◆ **Work required**
Could you filter the records below and return each line that holds "must"?

◆ **Supplied records**
————————

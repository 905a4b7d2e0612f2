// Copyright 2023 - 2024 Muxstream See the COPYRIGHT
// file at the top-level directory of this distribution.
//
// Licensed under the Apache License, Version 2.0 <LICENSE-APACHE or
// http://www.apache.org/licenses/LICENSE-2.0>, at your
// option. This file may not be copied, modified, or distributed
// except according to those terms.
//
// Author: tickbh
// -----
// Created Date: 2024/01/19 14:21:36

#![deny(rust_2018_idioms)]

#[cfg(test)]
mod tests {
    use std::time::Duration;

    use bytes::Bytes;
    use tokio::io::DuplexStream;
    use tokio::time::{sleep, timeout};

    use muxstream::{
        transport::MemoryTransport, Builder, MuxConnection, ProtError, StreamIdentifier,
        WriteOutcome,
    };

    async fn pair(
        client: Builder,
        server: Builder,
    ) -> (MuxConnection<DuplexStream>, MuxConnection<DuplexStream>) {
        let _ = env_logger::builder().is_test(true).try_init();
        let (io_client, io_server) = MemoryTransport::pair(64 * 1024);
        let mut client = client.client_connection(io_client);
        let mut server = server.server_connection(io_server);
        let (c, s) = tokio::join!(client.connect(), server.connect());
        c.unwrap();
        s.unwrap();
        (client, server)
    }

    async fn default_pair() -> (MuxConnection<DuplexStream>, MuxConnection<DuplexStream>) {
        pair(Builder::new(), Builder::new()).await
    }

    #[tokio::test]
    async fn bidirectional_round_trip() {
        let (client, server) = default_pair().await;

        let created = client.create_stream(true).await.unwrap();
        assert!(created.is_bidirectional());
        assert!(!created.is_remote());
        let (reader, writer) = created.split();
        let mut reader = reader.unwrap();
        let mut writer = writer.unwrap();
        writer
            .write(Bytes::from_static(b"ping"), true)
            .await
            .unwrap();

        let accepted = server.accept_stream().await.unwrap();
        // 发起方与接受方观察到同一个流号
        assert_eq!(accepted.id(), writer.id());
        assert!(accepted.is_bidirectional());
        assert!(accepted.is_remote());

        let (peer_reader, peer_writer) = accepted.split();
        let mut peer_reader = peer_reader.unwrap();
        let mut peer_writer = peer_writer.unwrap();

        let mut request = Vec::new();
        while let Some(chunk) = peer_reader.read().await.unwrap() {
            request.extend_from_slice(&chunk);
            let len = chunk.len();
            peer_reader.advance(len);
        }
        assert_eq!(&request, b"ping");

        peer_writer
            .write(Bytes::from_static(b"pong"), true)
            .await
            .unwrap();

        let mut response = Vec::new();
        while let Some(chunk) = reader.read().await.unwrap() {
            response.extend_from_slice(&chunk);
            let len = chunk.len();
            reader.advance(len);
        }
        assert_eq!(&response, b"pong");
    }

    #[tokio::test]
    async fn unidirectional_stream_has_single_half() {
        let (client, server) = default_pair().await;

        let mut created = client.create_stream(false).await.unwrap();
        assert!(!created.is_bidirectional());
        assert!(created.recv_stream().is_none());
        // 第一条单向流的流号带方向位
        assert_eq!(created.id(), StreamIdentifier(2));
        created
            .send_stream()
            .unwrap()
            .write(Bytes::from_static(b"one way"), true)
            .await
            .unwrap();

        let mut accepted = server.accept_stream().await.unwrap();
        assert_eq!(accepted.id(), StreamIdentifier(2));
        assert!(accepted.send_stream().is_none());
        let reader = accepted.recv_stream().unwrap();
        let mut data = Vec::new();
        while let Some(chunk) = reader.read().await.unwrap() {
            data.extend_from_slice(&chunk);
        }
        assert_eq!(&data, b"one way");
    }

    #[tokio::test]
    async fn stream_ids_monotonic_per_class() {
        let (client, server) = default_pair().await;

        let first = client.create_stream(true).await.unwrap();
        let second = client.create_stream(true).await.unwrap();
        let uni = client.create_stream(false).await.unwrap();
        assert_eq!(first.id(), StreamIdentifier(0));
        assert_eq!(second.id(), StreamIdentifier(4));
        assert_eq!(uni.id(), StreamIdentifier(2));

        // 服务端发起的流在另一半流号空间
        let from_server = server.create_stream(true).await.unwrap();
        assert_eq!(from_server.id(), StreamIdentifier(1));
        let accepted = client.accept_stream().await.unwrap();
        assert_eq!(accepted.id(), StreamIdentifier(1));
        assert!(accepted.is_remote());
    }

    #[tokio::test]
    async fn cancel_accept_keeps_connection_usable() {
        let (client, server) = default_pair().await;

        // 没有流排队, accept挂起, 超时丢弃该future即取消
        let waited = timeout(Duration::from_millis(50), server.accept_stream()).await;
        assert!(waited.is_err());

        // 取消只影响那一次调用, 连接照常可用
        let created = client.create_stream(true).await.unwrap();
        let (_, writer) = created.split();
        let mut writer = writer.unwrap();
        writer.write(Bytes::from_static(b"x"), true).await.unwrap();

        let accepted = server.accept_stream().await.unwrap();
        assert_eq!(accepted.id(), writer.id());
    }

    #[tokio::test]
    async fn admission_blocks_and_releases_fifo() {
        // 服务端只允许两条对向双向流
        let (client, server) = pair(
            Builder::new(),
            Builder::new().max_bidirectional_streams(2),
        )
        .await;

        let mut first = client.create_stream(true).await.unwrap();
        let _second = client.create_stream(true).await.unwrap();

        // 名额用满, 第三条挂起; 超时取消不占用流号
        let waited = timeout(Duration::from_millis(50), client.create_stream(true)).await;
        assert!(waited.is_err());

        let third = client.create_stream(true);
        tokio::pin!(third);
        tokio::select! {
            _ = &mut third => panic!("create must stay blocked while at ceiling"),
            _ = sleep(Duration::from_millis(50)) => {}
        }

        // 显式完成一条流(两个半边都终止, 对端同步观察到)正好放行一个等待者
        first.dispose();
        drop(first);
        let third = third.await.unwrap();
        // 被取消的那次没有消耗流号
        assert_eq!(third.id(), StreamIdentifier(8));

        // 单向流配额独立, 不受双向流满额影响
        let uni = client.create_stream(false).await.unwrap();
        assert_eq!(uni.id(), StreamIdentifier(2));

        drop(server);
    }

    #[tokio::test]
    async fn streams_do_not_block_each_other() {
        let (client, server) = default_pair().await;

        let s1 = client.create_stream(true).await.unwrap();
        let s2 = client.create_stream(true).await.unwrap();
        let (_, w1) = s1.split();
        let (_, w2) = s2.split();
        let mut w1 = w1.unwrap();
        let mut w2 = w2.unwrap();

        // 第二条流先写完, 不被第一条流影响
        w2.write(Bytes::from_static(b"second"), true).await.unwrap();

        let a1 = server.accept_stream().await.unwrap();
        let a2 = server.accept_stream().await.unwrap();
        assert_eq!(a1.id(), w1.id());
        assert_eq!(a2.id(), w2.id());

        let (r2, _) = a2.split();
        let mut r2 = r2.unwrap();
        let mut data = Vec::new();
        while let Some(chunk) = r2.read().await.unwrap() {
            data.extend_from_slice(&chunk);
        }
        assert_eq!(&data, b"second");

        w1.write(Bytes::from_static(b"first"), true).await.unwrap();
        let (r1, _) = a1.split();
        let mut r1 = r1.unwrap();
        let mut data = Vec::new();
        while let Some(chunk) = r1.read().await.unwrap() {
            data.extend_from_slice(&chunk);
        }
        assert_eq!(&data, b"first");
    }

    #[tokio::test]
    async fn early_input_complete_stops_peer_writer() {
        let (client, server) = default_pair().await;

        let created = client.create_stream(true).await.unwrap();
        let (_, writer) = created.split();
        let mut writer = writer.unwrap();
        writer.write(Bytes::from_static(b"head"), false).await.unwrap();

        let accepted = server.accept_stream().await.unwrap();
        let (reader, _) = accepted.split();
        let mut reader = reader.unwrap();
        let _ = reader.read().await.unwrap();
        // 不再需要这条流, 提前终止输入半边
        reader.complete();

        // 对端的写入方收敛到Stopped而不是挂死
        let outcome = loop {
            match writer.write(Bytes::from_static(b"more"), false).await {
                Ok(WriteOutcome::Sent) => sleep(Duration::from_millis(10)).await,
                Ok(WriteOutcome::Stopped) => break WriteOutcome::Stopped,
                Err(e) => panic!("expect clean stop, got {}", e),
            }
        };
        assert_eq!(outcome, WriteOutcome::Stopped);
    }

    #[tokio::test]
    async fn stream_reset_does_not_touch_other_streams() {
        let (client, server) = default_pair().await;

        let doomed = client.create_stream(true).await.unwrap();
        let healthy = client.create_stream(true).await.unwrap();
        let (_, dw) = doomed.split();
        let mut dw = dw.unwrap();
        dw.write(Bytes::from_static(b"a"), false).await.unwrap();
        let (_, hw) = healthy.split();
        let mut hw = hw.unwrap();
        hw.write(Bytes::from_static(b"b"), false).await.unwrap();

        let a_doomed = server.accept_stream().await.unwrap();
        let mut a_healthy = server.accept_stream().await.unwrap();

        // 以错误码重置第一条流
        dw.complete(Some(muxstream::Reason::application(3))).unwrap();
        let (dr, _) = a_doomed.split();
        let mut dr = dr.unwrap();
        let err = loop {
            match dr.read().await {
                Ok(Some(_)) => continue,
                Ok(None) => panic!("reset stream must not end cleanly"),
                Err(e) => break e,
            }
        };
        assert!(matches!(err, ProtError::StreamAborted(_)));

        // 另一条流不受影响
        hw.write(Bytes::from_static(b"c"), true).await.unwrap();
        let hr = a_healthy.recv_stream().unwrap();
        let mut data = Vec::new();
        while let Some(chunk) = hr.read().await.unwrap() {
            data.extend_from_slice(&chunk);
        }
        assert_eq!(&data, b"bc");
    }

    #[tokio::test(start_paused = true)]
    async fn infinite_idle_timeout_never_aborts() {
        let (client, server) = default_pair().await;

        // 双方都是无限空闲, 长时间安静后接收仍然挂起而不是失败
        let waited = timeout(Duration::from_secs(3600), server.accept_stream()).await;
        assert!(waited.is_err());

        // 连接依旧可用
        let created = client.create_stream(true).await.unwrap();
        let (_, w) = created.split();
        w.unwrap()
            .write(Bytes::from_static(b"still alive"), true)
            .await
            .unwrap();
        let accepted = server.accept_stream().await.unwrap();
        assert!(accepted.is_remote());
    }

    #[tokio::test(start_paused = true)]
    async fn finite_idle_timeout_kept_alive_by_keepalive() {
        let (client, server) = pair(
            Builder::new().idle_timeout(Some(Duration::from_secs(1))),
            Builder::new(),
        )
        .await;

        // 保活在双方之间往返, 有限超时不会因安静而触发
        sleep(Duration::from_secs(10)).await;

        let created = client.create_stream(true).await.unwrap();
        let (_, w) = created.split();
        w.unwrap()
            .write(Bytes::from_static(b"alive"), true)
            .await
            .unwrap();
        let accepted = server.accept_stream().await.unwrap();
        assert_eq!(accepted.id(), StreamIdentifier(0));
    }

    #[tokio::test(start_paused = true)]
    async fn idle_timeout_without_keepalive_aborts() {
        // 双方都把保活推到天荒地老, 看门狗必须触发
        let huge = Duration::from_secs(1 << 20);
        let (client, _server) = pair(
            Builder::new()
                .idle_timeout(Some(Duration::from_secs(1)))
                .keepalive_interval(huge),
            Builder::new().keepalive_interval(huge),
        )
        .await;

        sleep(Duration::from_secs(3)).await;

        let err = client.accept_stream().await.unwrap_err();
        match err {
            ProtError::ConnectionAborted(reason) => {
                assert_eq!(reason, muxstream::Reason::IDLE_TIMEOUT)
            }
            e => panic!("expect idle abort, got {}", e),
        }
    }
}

————————

◆ **Answer to this exercise**
            _ = &mut third => panic!("create must stay blocked while at ceiling"),
                Ok(None) => panic!("reset stream must not end cleanly"),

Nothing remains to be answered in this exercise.